### What is needed
Count every line of the listing where the string "RasterInfoRequest" occurs, and reply with the count alone.
>>
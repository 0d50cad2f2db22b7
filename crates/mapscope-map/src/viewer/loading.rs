//! Feature loading and raster point queries.

use mapscope_core::{AppEvent, LayerEvent, QueryEvent, Result, ServiceError, ValidationError};
use std::sync::Arc;

use super::MapViewer;
use crate::analysis::TaskOutcome;
use crate::extent::Extent;
use crate::feature::Feature;
use crate::feature_store::FeatureStore;
use crate::panels::{InfoPanel, RasterInfo};
use crate::services::{FeatureService, RasterInfoRequest, RasterInfoService};
use crate::tools::ModeTicket;

/// A raster point query waiting for its answer.
#[derive(Debug, Clone, PartialEq)]
pub struct RasterQuery {
    pub ticket: ModeTicket,
    /// Sequence number of the click that launched the query.
    pub click: u64,
    /// Title of the queried raster, shown in the popup header.
    pub title: String,
    pub request: RasterInfoRequest,
}

impl MapViewer {
    /// True while any data layer has a request in flight.
    pub fn is_loading(&self) -> bool {
        self.layers
            .data_layers()
            .filter_map(|l| l.store())
            .any(|s| s.is_loading())
    }

    /// Marks a layer as loading and returns its store for appending.
    pub fn begin_load(&mut self, layer_id: &str) -> Option<Arc<FeatureStore>> {
        let store = self.layers.store(layer_id)?;
        store.begin_load();
        self.coordinator.status_mut().loading(true);
        self.publish(AppEvent::Layer(LayerEvent::LoadStarted {
            layer_id: layer_id.to_string(),
        }));
        Some(store)
    }

    /// Appends one fetched feature. False for unknown layers.
    pub fn add_feature(&self, layer_id: &str, feature: Feature) -> bool {
        match self.layers.store(layer_id) {
            Some(store) => {
                store.add(feature);
                true
            }
            None => false,
        }
    }

    /// Ends a load started with [`begin_load`](Self::begin_load).
    ///
    /// Failures are reported and never retried. The loading indicator goes
    /// off once no layer is loading any more.
    pub fn end_load(&mut self, layer_id: &str, outcome: std::result::Result<usize, ServiceError>) {
        if let Some(store) = self.layers.store(layer_id) {
            store.end_load();
        }
        match outcome {
            Ok(added) => {
                tracing::info!("Loaded {} features into {}", added, layer_id);
                self.publish(AppEvent::Layer(LayerEvent::LoadFinished {
                    layer_id: layer_id.to_string(),
                    added,
                }));
            }
            Err(e) => {
                tracing::warn!("Loading {} failed: {}", layer_id, e);
                self.coordinator
                    .status_mut()
                    .error(format!("Failed to load {}: {}", layer_id, e));
                self.publish(AppEvent::Layer(LayerEvent::LoadFailed {
                    layer_id: layer_id.to_string(),
                    reason: e.to_string(),
                }));
            }
        }
        let loading = self.is_loading();
        self.coordinator.status_mut().loading(loading);
    }

    /// Fetches a layer's features inside `extent` and appends them.
    ///
    /// Holds the viewer for the whole request. Front ends that keep
    /// handling input meanwhile use `begin_load`, `add_feature` and
    /// `end_load` instead.
    pub async fn load_layer(
        &mut self,
        service: &dyn FeatureService,
        layer_id: &str,
        extent: &Extent,
    ) -> Result<usize> {
        let type_name = self
            .layers
            .get(layer_id)
            .filter(|l| !l.is_overlay())
            .map(|l| l.source_name.clone().unwrap_or_else(|| l.id.clone()))
            .ok_or_else(|| ValidationError::UnknownLayer {
                layer_id: layer_id.to_string(),
            })?;
        let Some(store) = self.begin_load(layer_id) else {
            return Err(ValidationError::UnknownLayer {
                layer_id: layer_id.to_string(),
            }
            .into());
        };

        match service.fetch_features(&type_name, extent).await {
            Ok(features) => {
                let added = store.extend(features);
                self.end_load(layer_id, Ok(added));
                Ok(added)
            }
            Err(e) => {
                self.end_load(layer_id, Err(e.clone()));
                Err(e.into())
            }
        }
    }

    /// Loads every data layer inside the visible extent. Returns the number
    /// of features added; failed layers are reported and skipped.
    pub async fn load_visible(&mut self, service: &dyn FeatureService) -> usize {
        let extent = self.viewport.visible_extent();
        let ids: Vec<String> = self.layers.data_layers().map(|l| l.id.clone()).collect();
        let mut total = 0;
        for id in ids {
            if let Ok(added) = self.load_layer(service, &id, &extent).await {
                total += added;
            }
        }
        total
    }

    /// Shows a raster answer if the QuerySingle activation that asked is
    /// still current and no later click has replaced it.
    pub fn complete_raster_query(
        &mut self,
        query: RasterQuery,
        response: std::result::Result<String, ServiceError>,
    ) -> TaskOutcome {
        if !self.coordinator.is_current(&query.ticket) {
            self.coordinator.discard_stale("raster info", &query.ticket);
            return TaskOutcome::Discarded;
        }
        if query.click != self.point_queries {
            tracing::debug!(
                "Discarding raster info for click {} (now {})",
                query.click,
                self.point_queries
            );
            self.coordinator.discard_stale("raster info", &query.ticket);
            return TaskOutcome::Discarded;
        }
        match response {
            Ok(text) => {
                let info = RasterInfo {
                    layer_id: query.request.layer_id.clone(),
                    title: query.title.clone(),
                    coordinate: query.request.coordinate,
                    text: text.trim().to_string(),
                };
                self.coordinator.set_info(InfoPanel::Raster(info));
                self.coordinator
                    .status_mut()
                    .success(format!("Showing info from {}", query.title));
                self.publish(AppEvent::Query(QueryEvent::RasterInfo {
                    layer_id: query.request.layer_id,
                }));
            }
            Err(e) => {
                tracing::warn!("Raster query on {} failed: {}", query.request.layer_id, e);
                self.coordinator.set_info(InfoPanel::Hidden);
                self.coordinator
                    .status_mut()
                    .error(format!("Raster query failed: {}", e));
            }
        }
        TaskOutcome::Applied
    }

    /// Sends a raster point query and applies its answer.
    ///
    /// The viewer is borrowed across the request, so no click or mode change
    /// can intervene; the answer applies when `query` came from the latest
    /// click. Front ends that keep handling input send the request
    /// themselves and call [`complete_raster_query`](Self::complete_raster_query).
    pub async fn query_raster(
        &mut self,
        service: &dyn RasterInfoService,
        query: RasterQuery,
    ) -> TaskOutcome {
        let response = service.feature_info(&query.request).await;
        self.complete_raster_query(query, response)
    }
}
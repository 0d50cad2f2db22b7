//! Query behavior of the viewer through its public API.

use mapscope_core::{AppEvent, EventBus, EventCategory, EventFilter, QueryEvent};
use mapscope_map::surface::SurfaceOp;
use mapscope_map::{
    AttributeOperator, AttributeQuery, Coordinate, Extent, Feature, Geometry, HeadlessSurface,
    HighlightChannel, HighlightManager, InteractionKind, InteractionMode, Layer, MapViewer,
    ViewerOptions,
};
use parking_lot::Mutex;
use std::sync::Arc;

fn square(min_x: f64, min_y: f64, size: f64) -> Geometry {
    Geometry::Polygon(vec![vec![
        Coordinate::new(min_x, min_y),
        Coordinate::new(min_x + size, min_y),
        Coordinate::new(min_x + size, min_y + size),
        Coordinate::new(min_x, min_y + size),
        Coordinate::new(min_x, min_y),
    ]])
}

fn setup() -> (MapViewer, HeadlessSurface, Arc<EventBus>) {
    let surface = HeadlessSurface::new();
    let bus = Arc::new(EventBus::new());
    let viewer = MapViewer::new(
        Box::new(surface.clone()),
        bus.clone(),
        ViewerOptions::default(),
    );
    (viewer, surface, bus)
}

#[test]
fn test_box_query_counts_inside_feature_only() {
    let (mut viewer, _, bus) = setup();
    let completed = Arc::new(Mutex::new(Vec::new()));
    let sink = completed.clone();
    bus.subscribe(
        EventFilter::Categories(vec![EventCategory::Query]),
        move |event| {
            if let AppEvent::Query(QueryEvent::BoxCompleted { total, layers }) = event {
                sink.lock().push((*total, *layers));
            }
        },
    );

    let parcels = Layer::data("parcels", "Parcels");
    let store = parcels.store().cloned().unwrap();
    store.add(Feature::new(square(10.0, 10.0, 5.0)).with_id("F1"));
    store.add(Feature::new(square(500.0, 500.0, 5.0)).with_id("F2"));
    viewer.add_layer(parcels);
    viewer.add_layer(Layer::data("empty", "Empty"));
    viewer.activate(InteractionMode::QueryBox).unwrap();

    let region = Extent::new(0.0, 0.0, 100.0, 100.0);
    let first = viewer.select_in_extent(&region).unwrap();
    assert_eq!((first.total(), first.layer_count()), (1, 1));
    assert_eq!(first.groups()[0].features[0].id(), Some("F1"));

    let second = viewer.select_in_extent(&region).unwrap();
    assert_eq!(first, second);
    assert_eq!(*completed.lock(), vec![(1, 1), (1, 1)]);
}

#[test]
fn test_empty_extent_reads_no_store() {
    let (mut viewer, _, _) = setup();
    let parcels = Layer::data("parcels", "Parcels");
    let store = parcels.store().cloned().unwrap();
    store.add(Feature::new(square(0.0, 0.0, 5.0)));
    viewer.add_layer(parcels);
    viewer.activate(InteractionMode::QueryBox).unwrap();

    let before = store.snapshots_taken();
    let result = viewer.select_in_extent(&Extent::empty()).unwrap();
    assert_eq!((result.total(), result.layer_count()), (0, 0));
    assert_eq!(store.snapshots_taken(), before);
    assert_eq!(
        viewer.coordinator().box_results().empty_message(),
        Some("No features found in the selected area")
    );
}

#[test]
fn test_clearing_one_channel_keeps_the_other() {
    let a = Feature::new(square(0.0, 0.0, 1.0)).with_id("a");
    let b = Feature::new(square(5.0, 5.0, 1.0)).with_id("b");

    let mut highlights = HighlightManager::new();
    highlights.set(HighlightChannel::BoxQuery, [&a]);
    highlights.set(HighlightChannel::AttributeQuery, [&b]);
    highlights.clear(HighlightChannel::BoxQuery);

    assert!(highlights.is_empty(HighlightChannel::BoxQuery));
    let kept = highlights.features(HighlightChannel::AttributeQuery);
    assert_eq!(kept.len(), 1);
    assert_eq!(kept[0].id(), Some("b"));
}

#[test]
fn test_numeric_equals_is_exact() {
    let (mut viewer, _, _) = setup();
    let stats = Layer::data("stats", "Stats");
    let store = stats.store().cloned().unwrap();
    store.add(Feature::new(square(0.0, 0.0, 1.0)).with_id("three").with_attribute("count", 3));
    store.add(Feature::new(square(2.0, 0.0, 1.0)).with_id("thirty").with_attribute("count", 30));
    viewer.add_layer(stats);

    let query = AttributeQuery::new("stats", "count", AttributeOperator::Equals, "3");
    assert_eq!(viewer.run_attribute_query(&query).unwrap(), 1);
    let hit = viewer.select_attribute_result(0).unwrap();
    assert_eq!(hit.feature.id(), Some("three"));
    assert_eq!(viewer.layer_fields("stats"), vec!["count".to_string()]);
}

#[test]
fn test_box_after_measure_tears_down_first() {
    let (mut viewer, surface, _) = setup();
    viewer.activate(InteractionMode::MeasureDistance).unwrap();
    viewer.handle_click(mapscope_map::Pixel::new(10.0, 10.0));
    surface.clear_log();

    viewer.activate(InteractionMode::QueryBox).unwrap();
    let log = surface.log();
    let removed = log
        .iter()
        .position(|op| matches!(op, SurfaceOp::Removed(_)))
        .unwrap();
    let added = log
        .iter()
        .position(|op| matches!(op, SurfaceOp::Added(_, InteractionKind::DragBox)))
        .unwrap();
    assert!(removed < added);
    assert_eq!(surface.installed().len(), 1);
    assert!(viewer.coordinator().measures().is_empty());
}

#[test]
fn test_switching_queries_keeps_attribute_results_until_left() {
    let (mut viewer, _, _) = setup();
    let stats = Layer::data("stats", "Stats");
    stats
        .store()
        .unwrap()
        .add(Feature::new(square(0.0, 0.0, 1.0)).with_attribute("name", "Lake"));
    viewer.add_layer(stats);

    let query = AttributeQuery::new("stats", "name", AttributeOperator::Contains, "lak");
    viewer.run_attribute_query(&query).unwrap();
    assert_eq!(
        viewer.coordinator().highlights().len(HighlightChannel::AttributeQuery),
        1
    );

    viewer.activate(InteractionMode::QuerySingle).unwrap();
    assert!(viewer
        .coordinator()
        .highlights()
        .is_empty(HighlightChannel::AttributeQuery));
    assert_eq!(viewer.coordinator().attribute_results().match_count(), 0);
}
<<
### Task output
2